Like an old novel, The Novel of His Thought certainly made me nostalgic for a certain vision of adulthood that seems unavailable, for a time when even suffering was glamorous, as if shot on black-and-white film, redolent of dry wine and sharp cologne. When men and women had devoted families and faithful lovers, and paralyzing erotic crises on the way to the Louvre and in the Roman Forum, and a library of great books and sublime operas in their agonized cancer-stricken heads, and quixotic political commitments that left them ethically compromised and in which they only half-believed anyway.

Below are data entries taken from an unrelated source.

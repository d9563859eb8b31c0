//! # Session Context
//!
//! Holds the bearer token every backend call needs. The context is created
//! once at startup from a [`TokenStore`], handed to whatever talks to the
//! backend, and cleared on logout. There is no global token.

use chrono::{DateTime, Utc};
use parking_lot::RwLock;
use serde::{Deserialize, Serialize};
use std::path::{Path, PathBuf};
use std::sync::Arc;
use thiserror::Error;

#[derive(Debug, Error)]
pub enum SessionError {
    #[error("session store I/O error at {path}: {source}")]
    Io {
        path: PathBuf,
        #[source]
        source: std::io::Error,
    },

    #[error("session store is corrupt: {0}")]
    Corrupt(#[from] serde_json::Error),

    #[error("token must not be empty")]
    EmptyToken,
}

/// What gets persisted between runs.
#[derive(Debug, Clone, PartialEq, Eq, Serialize, Deserialize)]
pub struct StoredSession {
    pub token: String,
    pub saved_at: DateTime<Utc>,
}

/// Persistent key-value storage for the session token.
pub trait TokenStore: Send + Sync {
    fn load(&self) -> Result<Option<StoredSession>, SessionError>;
    fn save(&self, session: &StoredSession) -> Result<(), SessionError>;
    fn clear(&self) -> Result<(), SessionError>;
}

// ---------------------------------------------------------------------------
// File store
// ---------------------------------------------------------------------------

/// Stores the session as a small JSON document.
#[derive(Debug, Clone)]
pub struct FileTokenStore {
    path: PathBuf,
}

impl FileTokenStore {
    pub fn new(path: impl Into<PathBuf>) -> Self {
        Self { path: path.into() }
    }

    pub fn path(&self) -> &Path {
        &self.path
    }

    fn io_err(&self, source: std::io::Error) -> SessionError {
        SessionError::Io {
            path: self.path.clone(),
            source,
        }
    }
}

impl TokenStore for FileTokenStore {
    fn load(&self) -> Result<Option<StoredSession>, SessionError> {
        let raw = match std::fs::read_to_string(&self.path) {
            Ok(raw) => raw,
            Err(e) if e.kind() == std::io::ErrorKind::NotFound => return Ok(None),
            Err(e) => return Err(self.io_err(e)),
        };
        Ok(Some(serde_json::from_str(&raw)?))
    }

    fn save(&self, session: &StoredSession) -> Result<(), SessionError> {
        if let Some(parent) = self.path.parent().filter(|p| !p.as_os_str().is_empty()) {
            std::fs::create_dir_all(parent).map_err(|e| self.io_err(e))?;
        }
        let body = serde_json::to_string_pretty(session)?;
        std::fs::write(&self.path, body).map_err(|e| self.io_err(e))?;

        // The token is a credential.
        #[cfg(unix)]
        {
            use std::os::unix::fs::PermissionsExt;
            std::fs::set_permissions(&self.path, std::fs::Permissions::from_mode(0o600))
                .map_err(|e| self.io_err(e))?;
        }
        Ok(())
    }

    fn clear(&self) -> Result<(), SessionError> {
        match std::fs::remove_file(&self.path) {
            Ok(()) => Ok(()),
            Err(e) if e.kind() == std::io::ErrorKind::NotFound => Ok(()),
            Err(e) => Err(self.io_err(e)),
        }
    }
}

/// In-process store. Nothing survives the process.
#[derive(Debug, Default)]
pub struct MemoryTokenStore {
    inner: RwLock<Option<StoredSession>>,
}

impl TokenStore for MemoryTokenStore {
    fn load(&self) -> Result<Option<StoredSession>, SessionError> {
        Ok(self.inner.read().clone())
    }

    fn save(&self, session: &StoredSession) -> Result<(), SessionError> {
        *self.inner.write() = Some(session.clone());
        Ok(())
    }

    fn clear(&self) -> Result<(), SessionError> {
        *self.inner.write() = None;
        Ok(())
    }
}

// ---------------------------------------------------------------------------
// Context
// ---------------------------------------------------------------------------

/// The explicit session passed to every network-calling component.
///
/// Cheap to clone; clones share the same token.
#[derive(Clone)]
pub struct SessionContext {
    store: Arc<dyn TokenStore>,
    token: Arc<RwLock<Option<String>>>,
}

impl SessionContext {
    /// Loads whatever the store holds. A missing entry is an anonymous
    /// session, not an error.
    pub fn init(store: Arc<dyn TokenStore>) -> Result<Self, SessionError> {
        let token = store.load()?.map(|s| s.token);
        tracing::debug!(authenticated = token.is_some(), "session loaded");
        Ok(Self {
            store,
            token: Arc::new(RwLock::new(token)),
        })
    }

    /// A session with no persistence, for tests and one-off calls.
    pub fn ephemeral(token: Option<String>) -> Self {
        Self {
            store: Arc::new(MemoryTokenStore::default()),
            token: Arc::new(RwLock::new(token)),
        }
    }

    pub fn login(&self, token: impl Into<String>) -> Result<(), SessionError> {
        let token = token.into().trim().to_string();
        if token.is_empty() {
            return Err(SessionError::EmptyToken);
        }
        self.store.save(&StoredSession {
            token: token.clone(),
            saved_at: Utc::now(),
        })?;
        *self.token.write() = Some(token);
        tracing::info!("session token stored");
        Ok(())
    }

    /// Forgets the token in memory and in the store.
    pub fn logout(&self) -> Result<(), SessionError> {
        *self.token.write() = None;
        self.store.clear()?;
        tracing::info!("session cleared");
        Ok(())
    }

    /// The current bearer token, read fresh on every call.
    pub fn bearer(&self) -> Option<String> {
        self.token.read().clone()
    }

    pub fn is_authenticated(&self) -> bool {
        self.token.read().is_some()
    }
}

impl std::fmt::Debug for SessionContext {
    fn fmt(&self, f: &mut std::fmt::Formatter<'_>) -> std::fmt::Result {
        f.debug_struct("SessionContext")
            .field("authenticated", &self.is_authenticated())
            .finish()
    }
}

#[cfg(test)]
mod tests {
    use super::*;

    #[test]
    fn file_store_survives_reload_and_logout_clears_it() {
        let dir = tempfile::tempdir().unwrap();
        let path = dir.path().join("nested").join("session.json");
        let store = Arc::new(FileTokenStore::new(&path));

        let ctx = SessionContext::init(store.clone()).unwrap();
        assert!(!ctx.is_authenticated());
        ctx.login("tok-123").unwrap();

        let reloaded = SessionContext::init(Arc::new(FileTokenStore::new(&path))).unwrap();
        assert_eq!(reloaded.bearer().as_deref(), Some("tok-123"));

        reloaded.logout().unwrap();
        assert!(!path.exists());
        assert!(reloaded.bearer().is_none());
        assert!(store.load().unwrap().is_none());
    }

    #[test]
    fn clones_share_the_token() {
        let ctx = SessionContext::ephemeral(None);
        let other = ctx.clone();
        ctx.login("abc").unwrap();
        assert_eq!(other.bearer().as_deref(), Some("abc"));
        other.logout().unwrap();
        assert!(!ctx.is_authenticated());
    }

    #[test]
    fn blank_token_is_rejected() {
        let ctx = SessionContext::ephemeral(None);
        assert!(matches!(ctx.login("   "), Err(SessionError::EmptyToken)));
    }

    #[test]
    fn corrupt_file_is_reported() {
        let dir = tempfile::tempdir().unwrap();
        let path = dir.path().join("session.json");
        std::fs::write(&path, "not json").unwrap();
        let err = SessionContext::init(Arc::new(FileTokenStore::new(&path))).unwrap_err();
        assert!(matches!(err, SessionError::Corrupt(_)));
    }

    #[test]
    fn clearing_missing_file_is_fine() {
        let dir = tempfile::tempdir().unwrap();
        let store = FileTokenStore::new(dir.path().join("absent.json"));
        store.clear().unwrap();
    }
}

This vulgar aestheticized pseudo-nostalgia of mine is no less symptomatic of the present general puerility than anything it would presume to judge (Marvel movies, etc.) and so is completely worthless in itself. But still, I am certain an attempt to appeal to it would have helped Verso to sell more copies! There’s anti-capitalism, and then again there’s a wasted opportunity. Eddé, anyway, ruefully acknowledges that she and Said weren’t very good leftists, were hardly going to lead or like a revolution—they were, she says, just “bourgeois rebels.” Bourgeois rebels would, I am sure, love this book.